[Collected data entries]

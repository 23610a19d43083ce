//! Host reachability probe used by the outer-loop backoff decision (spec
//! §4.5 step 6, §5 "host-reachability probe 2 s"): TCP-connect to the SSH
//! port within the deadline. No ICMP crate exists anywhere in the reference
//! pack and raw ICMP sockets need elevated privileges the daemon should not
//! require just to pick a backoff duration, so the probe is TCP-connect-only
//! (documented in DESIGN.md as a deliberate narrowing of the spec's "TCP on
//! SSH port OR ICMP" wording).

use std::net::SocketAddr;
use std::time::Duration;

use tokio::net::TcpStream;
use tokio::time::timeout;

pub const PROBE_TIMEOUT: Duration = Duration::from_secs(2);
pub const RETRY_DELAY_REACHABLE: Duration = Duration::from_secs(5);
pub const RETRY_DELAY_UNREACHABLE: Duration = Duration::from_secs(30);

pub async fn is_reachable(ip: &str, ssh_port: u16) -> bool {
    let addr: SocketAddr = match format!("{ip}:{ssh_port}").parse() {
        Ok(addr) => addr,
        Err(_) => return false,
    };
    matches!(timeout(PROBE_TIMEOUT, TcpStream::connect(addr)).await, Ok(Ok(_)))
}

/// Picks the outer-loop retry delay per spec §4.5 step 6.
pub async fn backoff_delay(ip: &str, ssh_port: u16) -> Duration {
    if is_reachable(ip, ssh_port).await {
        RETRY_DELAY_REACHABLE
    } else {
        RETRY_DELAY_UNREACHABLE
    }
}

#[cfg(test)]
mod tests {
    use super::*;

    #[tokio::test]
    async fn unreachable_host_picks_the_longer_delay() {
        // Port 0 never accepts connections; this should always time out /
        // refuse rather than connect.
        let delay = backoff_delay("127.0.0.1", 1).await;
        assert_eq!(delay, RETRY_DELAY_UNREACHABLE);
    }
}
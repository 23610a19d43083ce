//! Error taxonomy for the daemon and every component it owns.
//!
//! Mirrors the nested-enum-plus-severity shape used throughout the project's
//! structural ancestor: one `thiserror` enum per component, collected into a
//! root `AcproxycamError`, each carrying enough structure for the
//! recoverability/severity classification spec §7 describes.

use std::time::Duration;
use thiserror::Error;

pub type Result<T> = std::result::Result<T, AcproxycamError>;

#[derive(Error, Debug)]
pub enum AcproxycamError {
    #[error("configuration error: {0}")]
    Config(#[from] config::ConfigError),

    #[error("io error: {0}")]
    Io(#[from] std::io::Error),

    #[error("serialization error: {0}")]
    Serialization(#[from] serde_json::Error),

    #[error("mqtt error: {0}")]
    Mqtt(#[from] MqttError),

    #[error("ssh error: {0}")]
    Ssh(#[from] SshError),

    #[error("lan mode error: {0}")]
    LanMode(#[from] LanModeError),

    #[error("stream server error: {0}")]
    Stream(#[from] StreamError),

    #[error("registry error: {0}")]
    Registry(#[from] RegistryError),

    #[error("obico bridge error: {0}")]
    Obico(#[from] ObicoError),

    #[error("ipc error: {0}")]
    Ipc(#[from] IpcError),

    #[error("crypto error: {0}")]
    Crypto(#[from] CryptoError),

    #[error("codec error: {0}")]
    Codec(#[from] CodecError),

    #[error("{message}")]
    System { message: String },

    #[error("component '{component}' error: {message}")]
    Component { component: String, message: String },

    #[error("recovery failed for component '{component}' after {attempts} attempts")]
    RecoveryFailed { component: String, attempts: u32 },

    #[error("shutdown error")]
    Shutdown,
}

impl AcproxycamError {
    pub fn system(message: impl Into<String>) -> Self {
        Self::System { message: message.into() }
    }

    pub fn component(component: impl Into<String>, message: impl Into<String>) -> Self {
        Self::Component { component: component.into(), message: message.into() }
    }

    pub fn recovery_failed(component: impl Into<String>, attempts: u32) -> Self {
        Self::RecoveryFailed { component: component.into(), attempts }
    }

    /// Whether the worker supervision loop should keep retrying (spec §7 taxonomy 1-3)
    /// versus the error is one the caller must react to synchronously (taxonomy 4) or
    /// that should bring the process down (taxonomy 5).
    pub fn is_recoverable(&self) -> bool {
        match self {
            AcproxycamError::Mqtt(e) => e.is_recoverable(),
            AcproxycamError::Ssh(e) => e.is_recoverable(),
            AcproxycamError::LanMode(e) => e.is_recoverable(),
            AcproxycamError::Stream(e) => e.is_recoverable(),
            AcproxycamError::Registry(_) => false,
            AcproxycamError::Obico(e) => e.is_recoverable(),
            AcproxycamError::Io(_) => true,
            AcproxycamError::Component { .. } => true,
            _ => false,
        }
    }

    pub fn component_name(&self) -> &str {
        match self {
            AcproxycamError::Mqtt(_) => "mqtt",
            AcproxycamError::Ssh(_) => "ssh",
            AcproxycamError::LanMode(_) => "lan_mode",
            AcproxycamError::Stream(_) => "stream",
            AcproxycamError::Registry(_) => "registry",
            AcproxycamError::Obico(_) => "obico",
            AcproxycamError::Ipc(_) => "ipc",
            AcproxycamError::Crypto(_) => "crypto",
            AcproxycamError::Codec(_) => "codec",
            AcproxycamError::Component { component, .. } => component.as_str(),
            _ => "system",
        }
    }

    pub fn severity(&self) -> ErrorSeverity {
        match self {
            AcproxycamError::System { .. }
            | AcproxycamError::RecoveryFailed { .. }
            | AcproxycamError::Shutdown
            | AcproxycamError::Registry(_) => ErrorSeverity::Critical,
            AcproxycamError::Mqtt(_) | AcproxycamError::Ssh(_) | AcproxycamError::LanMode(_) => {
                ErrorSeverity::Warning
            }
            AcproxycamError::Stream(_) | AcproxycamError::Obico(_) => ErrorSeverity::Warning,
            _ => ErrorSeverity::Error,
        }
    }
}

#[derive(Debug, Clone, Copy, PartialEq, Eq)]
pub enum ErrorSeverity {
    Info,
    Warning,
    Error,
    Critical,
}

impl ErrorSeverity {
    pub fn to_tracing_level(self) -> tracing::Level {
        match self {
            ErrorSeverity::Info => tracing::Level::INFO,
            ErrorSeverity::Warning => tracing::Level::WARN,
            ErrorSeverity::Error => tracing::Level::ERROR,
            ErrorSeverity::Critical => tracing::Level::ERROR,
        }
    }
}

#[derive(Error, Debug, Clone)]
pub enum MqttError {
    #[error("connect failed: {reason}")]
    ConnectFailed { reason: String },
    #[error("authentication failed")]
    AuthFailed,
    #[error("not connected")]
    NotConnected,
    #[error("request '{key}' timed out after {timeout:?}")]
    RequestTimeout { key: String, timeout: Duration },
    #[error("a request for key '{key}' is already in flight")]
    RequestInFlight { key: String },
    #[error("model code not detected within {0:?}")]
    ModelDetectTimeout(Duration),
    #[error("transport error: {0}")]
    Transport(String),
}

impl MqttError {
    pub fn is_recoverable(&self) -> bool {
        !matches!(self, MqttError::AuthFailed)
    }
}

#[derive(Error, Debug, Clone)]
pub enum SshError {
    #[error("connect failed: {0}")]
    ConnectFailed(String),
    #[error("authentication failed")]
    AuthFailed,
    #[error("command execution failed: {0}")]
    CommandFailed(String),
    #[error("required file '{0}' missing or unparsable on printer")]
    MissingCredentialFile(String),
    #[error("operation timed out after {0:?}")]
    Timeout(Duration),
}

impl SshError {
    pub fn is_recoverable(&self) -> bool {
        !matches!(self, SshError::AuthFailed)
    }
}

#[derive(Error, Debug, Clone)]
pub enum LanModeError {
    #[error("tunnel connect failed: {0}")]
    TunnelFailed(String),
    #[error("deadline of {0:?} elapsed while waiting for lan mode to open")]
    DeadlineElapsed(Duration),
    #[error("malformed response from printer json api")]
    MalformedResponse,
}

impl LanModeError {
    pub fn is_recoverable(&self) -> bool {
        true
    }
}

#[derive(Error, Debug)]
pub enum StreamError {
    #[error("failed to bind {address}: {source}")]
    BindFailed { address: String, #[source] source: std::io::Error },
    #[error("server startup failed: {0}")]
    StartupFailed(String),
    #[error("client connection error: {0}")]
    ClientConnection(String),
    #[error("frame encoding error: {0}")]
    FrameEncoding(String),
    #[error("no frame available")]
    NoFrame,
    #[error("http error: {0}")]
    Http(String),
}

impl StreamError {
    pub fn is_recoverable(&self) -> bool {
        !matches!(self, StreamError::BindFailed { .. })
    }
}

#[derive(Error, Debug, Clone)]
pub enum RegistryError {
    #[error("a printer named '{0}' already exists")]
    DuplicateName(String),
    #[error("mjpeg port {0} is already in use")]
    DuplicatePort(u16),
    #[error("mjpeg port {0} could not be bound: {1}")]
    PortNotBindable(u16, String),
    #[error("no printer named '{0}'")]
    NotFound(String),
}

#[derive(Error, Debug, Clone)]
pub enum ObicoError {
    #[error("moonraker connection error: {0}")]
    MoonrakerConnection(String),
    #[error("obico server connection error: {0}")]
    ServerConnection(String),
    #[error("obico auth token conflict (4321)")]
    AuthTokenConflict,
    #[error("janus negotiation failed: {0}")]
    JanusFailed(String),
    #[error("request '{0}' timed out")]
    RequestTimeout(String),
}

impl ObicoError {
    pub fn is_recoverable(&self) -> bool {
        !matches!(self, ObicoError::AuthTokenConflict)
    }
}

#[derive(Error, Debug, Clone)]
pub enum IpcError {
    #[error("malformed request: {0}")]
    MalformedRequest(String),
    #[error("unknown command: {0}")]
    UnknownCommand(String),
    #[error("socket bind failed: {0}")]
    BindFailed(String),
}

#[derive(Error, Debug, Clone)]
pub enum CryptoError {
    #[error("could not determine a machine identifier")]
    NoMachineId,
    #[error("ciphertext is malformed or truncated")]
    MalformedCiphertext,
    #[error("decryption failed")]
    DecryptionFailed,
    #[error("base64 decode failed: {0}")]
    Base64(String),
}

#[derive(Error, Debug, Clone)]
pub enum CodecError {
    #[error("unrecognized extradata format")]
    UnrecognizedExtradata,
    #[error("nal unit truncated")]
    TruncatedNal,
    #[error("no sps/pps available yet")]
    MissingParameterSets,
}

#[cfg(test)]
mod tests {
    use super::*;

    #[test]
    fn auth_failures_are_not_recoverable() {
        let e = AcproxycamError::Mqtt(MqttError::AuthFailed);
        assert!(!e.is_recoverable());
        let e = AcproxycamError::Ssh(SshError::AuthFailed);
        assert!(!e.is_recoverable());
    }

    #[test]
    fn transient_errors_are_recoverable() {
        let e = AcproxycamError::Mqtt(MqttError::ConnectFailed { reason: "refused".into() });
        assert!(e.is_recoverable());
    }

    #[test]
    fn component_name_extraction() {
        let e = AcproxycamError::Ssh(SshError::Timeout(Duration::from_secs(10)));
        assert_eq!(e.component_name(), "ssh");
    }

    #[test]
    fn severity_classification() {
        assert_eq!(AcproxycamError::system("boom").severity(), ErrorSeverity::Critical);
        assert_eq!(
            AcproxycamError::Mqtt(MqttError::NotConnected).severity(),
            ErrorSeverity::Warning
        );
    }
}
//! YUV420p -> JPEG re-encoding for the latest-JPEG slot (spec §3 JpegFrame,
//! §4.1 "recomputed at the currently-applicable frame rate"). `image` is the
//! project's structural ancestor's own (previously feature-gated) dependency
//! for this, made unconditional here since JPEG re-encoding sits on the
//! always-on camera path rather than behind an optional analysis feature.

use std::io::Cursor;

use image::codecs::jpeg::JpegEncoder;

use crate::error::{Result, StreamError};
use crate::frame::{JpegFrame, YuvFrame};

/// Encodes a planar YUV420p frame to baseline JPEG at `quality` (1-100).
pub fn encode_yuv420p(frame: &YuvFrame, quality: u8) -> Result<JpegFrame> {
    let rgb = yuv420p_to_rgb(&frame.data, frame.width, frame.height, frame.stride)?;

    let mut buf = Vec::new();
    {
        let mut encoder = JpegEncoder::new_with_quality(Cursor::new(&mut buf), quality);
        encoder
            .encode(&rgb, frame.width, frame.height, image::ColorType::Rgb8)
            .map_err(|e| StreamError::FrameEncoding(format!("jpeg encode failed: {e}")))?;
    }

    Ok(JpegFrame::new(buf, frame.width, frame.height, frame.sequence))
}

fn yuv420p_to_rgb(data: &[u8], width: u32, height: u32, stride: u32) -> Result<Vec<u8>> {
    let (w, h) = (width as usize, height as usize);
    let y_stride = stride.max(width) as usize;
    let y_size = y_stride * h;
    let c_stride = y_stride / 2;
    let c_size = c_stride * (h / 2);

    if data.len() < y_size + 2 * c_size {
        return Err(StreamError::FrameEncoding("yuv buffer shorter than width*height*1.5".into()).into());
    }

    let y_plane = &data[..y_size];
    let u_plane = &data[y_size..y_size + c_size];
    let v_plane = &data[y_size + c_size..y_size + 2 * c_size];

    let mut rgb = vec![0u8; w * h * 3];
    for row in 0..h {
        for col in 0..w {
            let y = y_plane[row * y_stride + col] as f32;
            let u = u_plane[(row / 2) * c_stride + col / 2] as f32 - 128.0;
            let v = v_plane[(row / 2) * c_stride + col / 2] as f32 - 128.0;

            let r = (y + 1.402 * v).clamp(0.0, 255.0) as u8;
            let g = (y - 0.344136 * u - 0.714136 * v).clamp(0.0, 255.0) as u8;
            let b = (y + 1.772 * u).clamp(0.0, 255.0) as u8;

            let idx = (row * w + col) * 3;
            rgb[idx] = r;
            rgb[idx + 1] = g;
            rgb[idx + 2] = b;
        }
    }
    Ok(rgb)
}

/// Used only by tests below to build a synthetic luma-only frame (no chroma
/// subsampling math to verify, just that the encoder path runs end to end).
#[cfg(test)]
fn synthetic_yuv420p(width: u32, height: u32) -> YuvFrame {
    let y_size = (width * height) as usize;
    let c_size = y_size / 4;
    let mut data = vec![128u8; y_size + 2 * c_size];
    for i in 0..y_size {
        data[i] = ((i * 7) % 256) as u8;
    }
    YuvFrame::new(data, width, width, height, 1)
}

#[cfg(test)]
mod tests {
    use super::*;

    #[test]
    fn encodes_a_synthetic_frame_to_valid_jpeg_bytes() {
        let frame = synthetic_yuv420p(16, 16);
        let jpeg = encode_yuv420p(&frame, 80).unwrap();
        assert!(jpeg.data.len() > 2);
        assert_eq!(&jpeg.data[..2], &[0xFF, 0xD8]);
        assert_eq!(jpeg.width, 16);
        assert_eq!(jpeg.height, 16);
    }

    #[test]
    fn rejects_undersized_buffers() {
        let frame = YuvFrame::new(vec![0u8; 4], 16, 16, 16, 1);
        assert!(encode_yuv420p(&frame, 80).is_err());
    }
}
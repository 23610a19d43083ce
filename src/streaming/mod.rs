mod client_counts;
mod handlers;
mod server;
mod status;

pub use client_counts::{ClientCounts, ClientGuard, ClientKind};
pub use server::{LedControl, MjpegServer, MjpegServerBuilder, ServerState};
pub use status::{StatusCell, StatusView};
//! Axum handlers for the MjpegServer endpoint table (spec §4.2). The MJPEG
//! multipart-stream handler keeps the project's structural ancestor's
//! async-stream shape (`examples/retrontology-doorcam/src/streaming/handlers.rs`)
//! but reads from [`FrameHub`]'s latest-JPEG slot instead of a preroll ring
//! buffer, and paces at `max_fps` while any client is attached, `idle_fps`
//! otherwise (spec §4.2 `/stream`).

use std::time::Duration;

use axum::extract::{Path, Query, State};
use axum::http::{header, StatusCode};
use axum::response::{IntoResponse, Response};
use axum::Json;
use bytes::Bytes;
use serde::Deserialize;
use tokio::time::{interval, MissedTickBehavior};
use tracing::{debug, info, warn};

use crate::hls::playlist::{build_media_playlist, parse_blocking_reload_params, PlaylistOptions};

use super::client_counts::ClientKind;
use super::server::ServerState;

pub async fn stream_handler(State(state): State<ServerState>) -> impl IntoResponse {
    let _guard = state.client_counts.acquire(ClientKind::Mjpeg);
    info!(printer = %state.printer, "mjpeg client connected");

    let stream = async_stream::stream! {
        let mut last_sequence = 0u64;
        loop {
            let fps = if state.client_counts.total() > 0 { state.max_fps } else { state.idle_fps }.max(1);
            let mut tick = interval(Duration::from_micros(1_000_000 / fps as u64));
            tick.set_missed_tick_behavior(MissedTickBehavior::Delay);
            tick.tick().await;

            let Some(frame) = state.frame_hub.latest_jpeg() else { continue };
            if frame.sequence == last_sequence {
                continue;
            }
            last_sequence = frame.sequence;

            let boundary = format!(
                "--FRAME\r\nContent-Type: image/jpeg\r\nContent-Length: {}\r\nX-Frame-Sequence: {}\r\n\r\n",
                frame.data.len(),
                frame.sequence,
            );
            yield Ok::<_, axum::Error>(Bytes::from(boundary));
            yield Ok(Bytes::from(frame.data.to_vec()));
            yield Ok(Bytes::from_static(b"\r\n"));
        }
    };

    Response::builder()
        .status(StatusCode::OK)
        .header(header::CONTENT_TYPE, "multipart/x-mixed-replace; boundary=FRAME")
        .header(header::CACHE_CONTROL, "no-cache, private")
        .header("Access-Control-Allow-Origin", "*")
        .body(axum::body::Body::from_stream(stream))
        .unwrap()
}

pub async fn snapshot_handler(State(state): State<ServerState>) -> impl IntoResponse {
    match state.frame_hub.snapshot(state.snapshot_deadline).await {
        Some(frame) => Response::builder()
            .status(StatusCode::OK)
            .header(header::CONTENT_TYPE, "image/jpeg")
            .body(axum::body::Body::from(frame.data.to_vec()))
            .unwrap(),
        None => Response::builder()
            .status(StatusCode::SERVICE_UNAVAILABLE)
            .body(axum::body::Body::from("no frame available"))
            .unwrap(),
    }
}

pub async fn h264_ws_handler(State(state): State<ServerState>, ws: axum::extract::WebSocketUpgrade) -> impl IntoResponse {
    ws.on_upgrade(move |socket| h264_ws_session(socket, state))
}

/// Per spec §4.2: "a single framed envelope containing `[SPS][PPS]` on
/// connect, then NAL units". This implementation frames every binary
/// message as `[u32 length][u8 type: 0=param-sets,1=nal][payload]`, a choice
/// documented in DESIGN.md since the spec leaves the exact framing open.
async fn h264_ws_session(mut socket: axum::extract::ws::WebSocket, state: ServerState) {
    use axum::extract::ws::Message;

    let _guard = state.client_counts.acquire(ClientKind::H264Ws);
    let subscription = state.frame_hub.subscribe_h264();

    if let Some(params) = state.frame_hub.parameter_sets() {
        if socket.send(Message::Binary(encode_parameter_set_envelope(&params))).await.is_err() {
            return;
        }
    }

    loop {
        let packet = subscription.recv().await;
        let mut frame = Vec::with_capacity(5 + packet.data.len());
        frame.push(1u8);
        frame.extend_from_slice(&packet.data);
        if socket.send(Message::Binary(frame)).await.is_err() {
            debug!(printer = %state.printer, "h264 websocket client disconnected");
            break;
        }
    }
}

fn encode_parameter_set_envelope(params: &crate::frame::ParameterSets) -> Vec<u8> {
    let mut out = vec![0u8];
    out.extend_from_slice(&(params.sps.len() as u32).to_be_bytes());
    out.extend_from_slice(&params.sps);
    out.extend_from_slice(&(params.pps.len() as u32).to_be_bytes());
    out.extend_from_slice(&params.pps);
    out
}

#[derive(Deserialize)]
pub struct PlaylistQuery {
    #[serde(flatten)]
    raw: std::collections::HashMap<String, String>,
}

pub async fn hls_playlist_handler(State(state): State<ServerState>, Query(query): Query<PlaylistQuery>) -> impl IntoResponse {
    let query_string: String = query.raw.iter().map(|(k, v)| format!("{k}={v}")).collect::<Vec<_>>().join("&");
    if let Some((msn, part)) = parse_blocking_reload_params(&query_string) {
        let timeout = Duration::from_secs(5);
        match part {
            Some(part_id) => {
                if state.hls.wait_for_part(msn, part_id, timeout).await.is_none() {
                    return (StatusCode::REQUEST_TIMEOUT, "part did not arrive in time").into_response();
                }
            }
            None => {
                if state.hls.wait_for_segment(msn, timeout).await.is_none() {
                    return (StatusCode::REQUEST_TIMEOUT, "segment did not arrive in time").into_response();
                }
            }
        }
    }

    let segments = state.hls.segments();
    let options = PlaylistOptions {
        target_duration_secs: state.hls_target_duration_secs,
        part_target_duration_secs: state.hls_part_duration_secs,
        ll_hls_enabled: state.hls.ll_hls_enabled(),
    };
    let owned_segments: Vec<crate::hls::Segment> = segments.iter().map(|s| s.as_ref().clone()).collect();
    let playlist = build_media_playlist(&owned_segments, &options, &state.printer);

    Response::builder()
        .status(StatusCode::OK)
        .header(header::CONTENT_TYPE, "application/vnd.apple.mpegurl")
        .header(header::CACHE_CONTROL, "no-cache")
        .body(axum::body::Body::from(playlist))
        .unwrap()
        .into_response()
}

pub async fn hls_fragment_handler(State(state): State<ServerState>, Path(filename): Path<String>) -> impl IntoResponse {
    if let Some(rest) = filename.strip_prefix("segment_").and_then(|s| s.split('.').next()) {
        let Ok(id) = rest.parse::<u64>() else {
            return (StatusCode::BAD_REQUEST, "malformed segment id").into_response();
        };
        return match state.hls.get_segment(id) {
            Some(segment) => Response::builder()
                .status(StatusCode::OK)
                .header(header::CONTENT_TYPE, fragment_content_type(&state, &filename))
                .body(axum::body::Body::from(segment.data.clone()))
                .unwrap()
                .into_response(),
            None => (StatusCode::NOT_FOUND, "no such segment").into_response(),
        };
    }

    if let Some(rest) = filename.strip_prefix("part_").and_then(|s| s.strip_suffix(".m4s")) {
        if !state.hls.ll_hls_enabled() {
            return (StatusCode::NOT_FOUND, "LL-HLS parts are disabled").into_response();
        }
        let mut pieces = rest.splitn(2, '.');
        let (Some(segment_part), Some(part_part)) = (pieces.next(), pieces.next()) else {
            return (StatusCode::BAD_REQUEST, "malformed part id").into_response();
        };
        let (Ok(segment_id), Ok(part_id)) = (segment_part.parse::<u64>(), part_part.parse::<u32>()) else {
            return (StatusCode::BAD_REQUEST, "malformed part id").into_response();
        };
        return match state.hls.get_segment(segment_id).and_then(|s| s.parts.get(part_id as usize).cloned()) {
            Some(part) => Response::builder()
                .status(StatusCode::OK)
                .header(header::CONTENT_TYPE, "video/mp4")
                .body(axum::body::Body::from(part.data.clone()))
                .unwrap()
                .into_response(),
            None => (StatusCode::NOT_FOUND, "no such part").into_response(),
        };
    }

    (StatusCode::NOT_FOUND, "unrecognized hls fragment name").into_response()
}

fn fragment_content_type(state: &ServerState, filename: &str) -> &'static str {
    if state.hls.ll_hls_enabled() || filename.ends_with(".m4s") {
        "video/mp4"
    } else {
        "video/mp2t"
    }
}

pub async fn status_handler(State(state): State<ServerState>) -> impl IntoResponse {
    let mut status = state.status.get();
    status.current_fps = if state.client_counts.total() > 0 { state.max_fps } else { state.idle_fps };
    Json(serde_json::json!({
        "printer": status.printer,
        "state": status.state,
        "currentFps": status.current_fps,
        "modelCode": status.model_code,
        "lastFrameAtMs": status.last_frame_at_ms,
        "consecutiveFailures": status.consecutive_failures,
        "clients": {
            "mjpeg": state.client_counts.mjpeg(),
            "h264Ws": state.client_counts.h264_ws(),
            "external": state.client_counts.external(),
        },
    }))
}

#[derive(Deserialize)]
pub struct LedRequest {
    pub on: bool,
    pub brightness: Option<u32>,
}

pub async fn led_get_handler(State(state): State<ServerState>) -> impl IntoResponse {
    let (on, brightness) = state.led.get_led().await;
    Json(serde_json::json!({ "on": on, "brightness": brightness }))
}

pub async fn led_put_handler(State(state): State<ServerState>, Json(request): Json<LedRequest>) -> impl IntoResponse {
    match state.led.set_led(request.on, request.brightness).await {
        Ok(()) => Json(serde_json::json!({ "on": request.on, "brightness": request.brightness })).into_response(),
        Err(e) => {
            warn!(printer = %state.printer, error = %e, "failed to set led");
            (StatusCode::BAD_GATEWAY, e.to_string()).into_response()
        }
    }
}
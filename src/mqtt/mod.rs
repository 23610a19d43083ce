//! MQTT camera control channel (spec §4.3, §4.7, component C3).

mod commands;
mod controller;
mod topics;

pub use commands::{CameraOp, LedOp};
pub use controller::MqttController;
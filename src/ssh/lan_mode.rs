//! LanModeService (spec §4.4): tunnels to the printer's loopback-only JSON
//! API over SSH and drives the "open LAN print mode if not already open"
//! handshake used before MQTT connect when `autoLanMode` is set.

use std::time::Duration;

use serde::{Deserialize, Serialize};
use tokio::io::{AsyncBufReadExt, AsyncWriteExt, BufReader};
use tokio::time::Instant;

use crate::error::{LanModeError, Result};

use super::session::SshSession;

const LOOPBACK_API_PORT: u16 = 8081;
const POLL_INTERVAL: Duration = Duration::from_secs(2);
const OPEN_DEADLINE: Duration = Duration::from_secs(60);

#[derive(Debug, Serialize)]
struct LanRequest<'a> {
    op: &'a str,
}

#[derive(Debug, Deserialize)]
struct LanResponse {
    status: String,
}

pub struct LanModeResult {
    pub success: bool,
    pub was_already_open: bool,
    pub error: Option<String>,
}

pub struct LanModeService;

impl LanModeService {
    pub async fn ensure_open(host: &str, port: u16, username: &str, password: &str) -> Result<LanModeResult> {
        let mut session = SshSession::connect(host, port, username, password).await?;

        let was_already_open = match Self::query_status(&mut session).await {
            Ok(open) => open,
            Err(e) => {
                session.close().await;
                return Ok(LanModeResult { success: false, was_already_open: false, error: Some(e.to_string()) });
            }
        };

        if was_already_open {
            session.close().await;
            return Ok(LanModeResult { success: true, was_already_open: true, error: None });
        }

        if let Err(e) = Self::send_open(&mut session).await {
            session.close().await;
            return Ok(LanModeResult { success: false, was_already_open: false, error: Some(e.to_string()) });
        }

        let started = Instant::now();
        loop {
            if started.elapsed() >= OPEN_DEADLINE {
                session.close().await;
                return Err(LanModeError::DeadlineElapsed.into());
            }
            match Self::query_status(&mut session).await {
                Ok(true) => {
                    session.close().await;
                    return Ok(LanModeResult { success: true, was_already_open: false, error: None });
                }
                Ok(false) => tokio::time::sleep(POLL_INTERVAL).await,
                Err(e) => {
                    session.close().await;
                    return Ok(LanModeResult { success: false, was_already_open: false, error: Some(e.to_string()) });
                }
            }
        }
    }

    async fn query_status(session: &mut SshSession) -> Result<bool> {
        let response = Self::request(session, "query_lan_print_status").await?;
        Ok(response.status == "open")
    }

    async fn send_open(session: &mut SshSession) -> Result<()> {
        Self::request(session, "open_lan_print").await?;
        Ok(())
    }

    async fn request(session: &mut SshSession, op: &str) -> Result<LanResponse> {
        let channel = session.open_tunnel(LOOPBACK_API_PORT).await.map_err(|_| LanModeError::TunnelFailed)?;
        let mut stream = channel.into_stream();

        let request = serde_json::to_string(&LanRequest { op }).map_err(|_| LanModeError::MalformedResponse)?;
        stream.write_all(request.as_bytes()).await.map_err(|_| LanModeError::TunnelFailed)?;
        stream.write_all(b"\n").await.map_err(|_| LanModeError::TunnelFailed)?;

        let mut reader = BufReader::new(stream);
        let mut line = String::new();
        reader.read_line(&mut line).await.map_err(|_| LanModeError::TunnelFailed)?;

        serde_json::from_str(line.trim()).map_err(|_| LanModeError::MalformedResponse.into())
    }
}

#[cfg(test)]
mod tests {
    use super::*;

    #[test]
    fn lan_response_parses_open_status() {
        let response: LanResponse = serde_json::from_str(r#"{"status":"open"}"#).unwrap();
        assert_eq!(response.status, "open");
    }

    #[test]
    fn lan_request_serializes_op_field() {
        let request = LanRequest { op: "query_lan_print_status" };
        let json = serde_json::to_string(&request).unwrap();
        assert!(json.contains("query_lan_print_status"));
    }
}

> **Your goal**:
In the entries above, the lines between the one holding "let started = Instant::now();" and the one holding "async fn request(session: &mut", inclusive, are to be printed exactly as written, and those alone.

> **Response below**:
        let started = Instant::now();
        loop {
            if started.elapsed() >= OPEN_DEADLINE {
                session.close().await;
                return Err(LanModeError::DeadlineElapsed.into());
            }
            match Self::query_status(&mut session).await {
                Ok(true) => {
                    session.close().await;
                    return Ok(LanModeResult { success: true, was_already_open: false, error: None });
                }
                Ok(false) => tokio::time::sleep(POLL_INTERVAL).await,
                Err(e) => {
                    session.close().await;
                    return Ok(LanModeResult { success: false, was_already_open: false, error: Some(e.to_string()) });
                }
            }
        }
    }

    async fn query_status(session: &mut SshSession) -> Result<bool> {
        let response = Self::request(session, "query_lan_print_status").await?;
        Ok(response.status == "open")
    }

    async fn send_open(session: &mut SshSession) -> Result<()> {
        Self::request(session, "open_lan_print").await?;
        Ok(())
    }

    async fn request(session: &mut SshSession, op: &str) -> Result<LanResponse> {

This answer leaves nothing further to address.